_Instructions to follow_
For the entries below, say how many lines include the word "frozen" and add nothing else.

_Data under study_

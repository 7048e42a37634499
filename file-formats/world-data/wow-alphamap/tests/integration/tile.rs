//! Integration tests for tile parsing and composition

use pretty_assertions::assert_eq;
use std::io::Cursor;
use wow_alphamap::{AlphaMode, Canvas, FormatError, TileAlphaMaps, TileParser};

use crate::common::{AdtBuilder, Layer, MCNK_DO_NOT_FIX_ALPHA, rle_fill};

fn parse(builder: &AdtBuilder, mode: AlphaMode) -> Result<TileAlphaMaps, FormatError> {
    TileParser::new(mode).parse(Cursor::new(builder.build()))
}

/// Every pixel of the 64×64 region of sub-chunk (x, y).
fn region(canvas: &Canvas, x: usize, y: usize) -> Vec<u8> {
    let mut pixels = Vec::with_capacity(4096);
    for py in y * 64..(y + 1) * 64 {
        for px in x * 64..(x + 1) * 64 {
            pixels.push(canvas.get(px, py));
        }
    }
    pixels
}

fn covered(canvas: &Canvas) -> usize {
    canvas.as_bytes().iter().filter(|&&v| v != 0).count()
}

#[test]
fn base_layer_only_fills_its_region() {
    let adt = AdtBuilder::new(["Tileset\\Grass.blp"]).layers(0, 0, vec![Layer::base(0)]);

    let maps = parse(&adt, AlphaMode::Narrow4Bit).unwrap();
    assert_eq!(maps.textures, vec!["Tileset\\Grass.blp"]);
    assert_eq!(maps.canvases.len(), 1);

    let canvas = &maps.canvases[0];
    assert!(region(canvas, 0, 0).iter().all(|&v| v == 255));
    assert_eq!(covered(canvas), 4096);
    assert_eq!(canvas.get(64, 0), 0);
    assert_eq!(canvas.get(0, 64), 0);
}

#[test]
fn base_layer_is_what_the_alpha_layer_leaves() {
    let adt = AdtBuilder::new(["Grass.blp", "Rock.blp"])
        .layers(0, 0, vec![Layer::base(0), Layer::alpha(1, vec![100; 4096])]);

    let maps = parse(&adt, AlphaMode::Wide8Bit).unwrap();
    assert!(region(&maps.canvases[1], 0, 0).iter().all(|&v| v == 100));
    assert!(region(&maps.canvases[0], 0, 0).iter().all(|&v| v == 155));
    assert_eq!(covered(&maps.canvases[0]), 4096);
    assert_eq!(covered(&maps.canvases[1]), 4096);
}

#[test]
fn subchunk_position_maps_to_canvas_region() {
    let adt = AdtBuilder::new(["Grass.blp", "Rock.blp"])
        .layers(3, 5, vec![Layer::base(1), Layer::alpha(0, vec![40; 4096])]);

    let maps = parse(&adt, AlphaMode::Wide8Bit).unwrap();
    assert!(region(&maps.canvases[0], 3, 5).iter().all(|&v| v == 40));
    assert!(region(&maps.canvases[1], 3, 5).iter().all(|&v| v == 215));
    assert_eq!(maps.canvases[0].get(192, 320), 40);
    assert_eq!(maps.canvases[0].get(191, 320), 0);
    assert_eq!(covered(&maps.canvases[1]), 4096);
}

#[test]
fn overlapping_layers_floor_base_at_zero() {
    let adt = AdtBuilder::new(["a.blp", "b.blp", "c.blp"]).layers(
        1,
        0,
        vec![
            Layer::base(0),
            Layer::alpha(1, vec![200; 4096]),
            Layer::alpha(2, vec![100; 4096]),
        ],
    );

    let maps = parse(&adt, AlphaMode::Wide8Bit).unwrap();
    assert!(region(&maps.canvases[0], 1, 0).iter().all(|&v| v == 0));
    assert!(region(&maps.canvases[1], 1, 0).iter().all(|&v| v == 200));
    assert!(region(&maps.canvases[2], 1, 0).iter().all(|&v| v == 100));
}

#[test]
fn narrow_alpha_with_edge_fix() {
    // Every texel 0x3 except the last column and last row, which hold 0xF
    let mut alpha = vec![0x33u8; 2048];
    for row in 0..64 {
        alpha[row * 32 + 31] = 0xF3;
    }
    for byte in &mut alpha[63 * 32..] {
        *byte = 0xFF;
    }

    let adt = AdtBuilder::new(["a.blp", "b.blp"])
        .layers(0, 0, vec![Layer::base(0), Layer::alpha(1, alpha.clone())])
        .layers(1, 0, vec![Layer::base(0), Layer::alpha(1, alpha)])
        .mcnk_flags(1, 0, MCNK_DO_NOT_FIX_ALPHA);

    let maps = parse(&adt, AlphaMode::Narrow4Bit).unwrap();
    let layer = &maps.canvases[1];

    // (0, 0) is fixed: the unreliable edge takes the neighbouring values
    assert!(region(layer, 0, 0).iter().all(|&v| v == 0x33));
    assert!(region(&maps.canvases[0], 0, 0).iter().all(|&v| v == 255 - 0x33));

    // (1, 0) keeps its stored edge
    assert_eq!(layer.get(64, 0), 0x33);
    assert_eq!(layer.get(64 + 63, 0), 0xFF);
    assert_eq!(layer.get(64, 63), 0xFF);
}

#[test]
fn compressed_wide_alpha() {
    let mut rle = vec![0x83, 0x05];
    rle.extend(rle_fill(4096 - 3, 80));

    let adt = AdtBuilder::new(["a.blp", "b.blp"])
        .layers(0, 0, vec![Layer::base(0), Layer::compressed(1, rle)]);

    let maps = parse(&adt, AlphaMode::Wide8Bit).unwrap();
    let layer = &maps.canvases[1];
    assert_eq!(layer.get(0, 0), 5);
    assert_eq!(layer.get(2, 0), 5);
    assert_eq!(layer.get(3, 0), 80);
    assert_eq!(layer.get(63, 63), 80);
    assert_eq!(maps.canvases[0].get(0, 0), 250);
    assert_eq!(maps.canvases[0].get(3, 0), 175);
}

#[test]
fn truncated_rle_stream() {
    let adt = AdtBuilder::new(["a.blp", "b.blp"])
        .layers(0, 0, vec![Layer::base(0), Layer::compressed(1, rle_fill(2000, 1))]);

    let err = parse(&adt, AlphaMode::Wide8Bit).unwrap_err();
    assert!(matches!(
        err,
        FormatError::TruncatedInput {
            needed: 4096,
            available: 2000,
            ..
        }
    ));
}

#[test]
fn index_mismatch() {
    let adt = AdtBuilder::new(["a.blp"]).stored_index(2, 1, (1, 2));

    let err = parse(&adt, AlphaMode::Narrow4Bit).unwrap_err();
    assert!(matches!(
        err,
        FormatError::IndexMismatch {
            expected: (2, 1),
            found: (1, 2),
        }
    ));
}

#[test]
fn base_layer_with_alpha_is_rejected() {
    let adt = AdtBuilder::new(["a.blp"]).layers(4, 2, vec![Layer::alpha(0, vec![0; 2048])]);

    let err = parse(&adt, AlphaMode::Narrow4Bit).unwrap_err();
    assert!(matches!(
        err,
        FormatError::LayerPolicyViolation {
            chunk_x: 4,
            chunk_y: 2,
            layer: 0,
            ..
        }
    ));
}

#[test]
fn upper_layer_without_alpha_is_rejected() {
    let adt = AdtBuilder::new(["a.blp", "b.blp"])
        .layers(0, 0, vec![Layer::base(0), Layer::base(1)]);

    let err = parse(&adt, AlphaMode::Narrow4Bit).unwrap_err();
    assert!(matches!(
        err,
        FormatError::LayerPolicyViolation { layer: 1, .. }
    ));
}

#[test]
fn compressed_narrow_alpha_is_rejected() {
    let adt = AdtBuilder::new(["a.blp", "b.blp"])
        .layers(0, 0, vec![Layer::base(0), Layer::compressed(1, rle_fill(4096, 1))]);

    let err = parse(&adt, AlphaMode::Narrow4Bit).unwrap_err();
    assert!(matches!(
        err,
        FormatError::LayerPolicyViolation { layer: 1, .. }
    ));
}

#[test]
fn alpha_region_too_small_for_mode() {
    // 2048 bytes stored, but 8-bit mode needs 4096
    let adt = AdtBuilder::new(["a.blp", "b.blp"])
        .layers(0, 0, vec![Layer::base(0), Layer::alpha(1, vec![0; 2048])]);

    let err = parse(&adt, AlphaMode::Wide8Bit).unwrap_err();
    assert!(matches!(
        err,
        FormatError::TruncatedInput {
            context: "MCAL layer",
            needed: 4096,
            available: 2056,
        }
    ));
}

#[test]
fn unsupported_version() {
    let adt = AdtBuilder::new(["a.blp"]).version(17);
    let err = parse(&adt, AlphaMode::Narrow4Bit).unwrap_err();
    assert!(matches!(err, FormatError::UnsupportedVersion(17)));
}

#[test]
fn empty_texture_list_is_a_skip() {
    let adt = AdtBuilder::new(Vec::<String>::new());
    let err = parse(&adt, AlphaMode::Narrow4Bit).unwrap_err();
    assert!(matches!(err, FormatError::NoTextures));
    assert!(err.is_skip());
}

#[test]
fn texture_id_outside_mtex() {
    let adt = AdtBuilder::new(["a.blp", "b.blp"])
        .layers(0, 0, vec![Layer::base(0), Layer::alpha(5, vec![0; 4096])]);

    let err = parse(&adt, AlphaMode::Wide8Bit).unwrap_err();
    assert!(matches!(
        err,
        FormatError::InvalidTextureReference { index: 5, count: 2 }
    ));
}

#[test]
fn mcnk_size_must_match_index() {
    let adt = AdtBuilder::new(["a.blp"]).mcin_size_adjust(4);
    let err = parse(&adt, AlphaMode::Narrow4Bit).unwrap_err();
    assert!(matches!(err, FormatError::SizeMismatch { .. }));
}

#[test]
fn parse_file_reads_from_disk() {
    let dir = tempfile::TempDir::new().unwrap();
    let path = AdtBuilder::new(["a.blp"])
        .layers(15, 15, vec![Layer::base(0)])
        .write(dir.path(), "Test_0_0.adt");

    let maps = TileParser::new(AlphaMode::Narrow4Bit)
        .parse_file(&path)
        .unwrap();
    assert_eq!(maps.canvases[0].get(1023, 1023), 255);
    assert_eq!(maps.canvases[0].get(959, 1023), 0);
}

---

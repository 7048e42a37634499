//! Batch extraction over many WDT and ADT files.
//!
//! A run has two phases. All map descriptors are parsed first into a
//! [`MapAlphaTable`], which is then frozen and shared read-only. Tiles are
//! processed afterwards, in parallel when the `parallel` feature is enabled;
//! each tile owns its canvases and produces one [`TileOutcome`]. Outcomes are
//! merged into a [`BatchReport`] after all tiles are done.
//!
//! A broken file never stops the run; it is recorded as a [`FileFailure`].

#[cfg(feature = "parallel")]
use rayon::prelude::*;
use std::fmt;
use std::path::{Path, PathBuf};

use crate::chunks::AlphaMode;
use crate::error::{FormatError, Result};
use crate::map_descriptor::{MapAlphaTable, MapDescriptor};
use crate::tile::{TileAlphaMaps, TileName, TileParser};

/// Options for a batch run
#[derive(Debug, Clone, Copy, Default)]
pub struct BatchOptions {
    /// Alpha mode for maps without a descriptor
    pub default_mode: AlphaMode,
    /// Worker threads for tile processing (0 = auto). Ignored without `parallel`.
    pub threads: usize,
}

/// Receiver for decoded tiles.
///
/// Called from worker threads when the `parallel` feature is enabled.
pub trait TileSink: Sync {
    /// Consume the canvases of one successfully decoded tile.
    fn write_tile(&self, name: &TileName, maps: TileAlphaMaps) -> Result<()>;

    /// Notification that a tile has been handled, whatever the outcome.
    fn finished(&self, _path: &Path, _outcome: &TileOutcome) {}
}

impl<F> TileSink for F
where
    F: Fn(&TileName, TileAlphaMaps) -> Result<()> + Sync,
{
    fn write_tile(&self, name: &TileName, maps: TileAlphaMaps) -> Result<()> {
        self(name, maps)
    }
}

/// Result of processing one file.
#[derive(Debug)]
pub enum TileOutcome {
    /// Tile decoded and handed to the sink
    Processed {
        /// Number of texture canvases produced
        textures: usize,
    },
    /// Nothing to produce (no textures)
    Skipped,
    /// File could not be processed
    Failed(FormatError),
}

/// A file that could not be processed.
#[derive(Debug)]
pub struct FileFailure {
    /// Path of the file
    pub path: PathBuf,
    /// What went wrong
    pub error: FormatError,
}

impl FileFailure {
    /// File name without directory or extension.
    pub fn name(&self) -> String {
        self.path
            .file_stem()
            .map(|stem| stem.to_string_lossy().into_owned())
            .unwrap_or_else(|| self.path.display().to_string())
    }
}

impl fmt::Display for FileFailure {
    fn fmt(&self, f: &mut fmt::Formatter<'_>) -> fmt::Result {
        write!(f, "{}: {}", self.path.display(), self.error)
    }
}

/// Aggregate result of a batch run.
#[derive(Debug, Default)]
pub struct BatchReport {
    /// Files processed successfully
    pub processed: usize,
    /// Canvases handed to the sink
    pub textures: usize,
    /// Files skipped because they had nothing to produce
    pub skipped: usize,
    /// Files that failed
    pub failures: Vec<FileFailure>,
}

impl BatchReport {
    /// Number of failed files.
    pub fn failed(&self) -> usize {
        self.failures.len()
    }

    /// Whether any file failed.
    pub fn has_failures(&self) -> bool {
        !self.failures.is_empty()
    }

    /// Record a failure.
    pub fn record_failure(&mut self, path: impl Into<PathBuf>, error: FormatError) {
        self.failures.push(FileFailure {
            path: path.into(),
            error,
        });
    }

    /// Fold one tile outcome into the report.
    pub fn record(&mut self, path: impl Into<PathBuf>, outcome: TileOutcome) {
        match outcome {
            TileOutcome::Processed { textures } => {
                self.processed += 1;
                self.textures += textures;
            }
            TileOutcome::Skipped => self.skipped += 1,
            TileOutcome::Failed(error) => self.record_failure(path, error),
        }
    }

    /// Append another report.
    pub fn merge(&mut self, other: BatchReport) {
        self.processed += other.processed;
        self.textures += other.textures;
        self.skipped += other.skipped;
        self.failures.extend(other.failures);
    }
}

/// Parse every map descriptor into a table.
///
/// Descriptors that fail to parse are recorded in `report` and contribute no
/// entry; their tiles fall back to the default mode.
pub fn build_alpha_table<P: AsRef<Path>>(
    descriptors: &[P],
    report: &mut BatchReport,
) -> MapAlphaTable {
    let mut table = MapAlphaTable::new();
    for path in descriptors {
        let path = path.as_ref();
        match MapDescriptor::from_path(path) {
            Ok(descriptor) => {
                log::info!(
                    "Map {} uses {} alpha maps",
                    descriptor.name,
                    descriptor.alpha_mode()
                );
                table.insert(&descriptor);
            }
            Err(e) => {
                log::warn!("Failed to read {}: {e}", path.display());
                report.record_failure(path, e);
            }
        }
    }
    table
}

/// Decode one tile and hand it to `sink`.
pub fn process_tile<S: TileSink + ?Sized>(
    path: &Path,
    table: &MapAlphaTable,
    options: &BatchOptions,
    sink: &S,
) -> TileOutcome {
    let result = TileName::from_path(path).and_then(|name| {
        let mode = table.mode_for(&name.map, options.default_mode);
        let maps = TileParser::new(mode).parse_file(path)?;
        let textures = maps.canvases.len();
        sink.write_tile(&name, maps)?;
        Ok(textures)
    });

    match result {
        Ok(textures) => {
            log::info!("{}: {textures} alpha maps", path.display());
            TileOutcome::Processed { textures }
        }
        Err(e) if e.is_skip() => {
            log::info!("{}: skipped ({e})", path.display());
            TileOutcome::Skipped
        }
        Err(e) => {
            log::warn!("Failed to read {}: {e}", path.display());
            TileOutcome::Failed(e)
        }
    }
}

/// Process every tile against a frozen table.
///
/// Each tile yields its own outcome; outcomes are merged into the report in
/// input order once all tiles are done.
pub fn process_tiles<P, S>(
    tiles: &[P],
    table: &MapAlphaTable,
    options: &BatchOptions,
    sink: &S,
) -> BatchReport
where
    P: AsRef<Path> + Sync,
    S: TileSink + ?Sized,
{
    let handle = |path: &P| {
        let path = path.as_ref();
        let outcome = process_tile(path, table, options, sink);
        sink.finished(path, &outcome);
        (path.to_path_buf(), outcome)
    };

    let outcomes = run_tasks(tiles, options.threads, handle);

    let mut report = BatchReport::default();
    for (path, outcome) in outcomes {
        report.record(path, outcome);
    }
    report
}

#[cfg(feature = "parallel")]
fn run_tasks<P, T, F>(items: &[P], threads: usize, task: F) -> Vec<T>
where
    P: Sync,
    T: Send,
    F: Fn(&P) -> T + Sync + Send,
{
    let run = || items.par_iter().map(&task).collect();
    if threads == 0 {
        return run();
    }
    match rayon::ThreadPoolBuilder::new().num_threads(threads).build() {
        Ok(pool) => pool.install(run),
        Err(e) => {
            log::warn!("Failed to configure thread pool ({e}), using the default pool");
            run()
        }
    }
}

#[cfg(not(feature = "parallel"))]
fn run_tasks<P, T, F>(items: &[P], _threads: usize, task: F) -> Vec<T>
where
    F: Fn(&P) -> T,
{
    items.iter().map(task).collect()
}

_Answer box_
2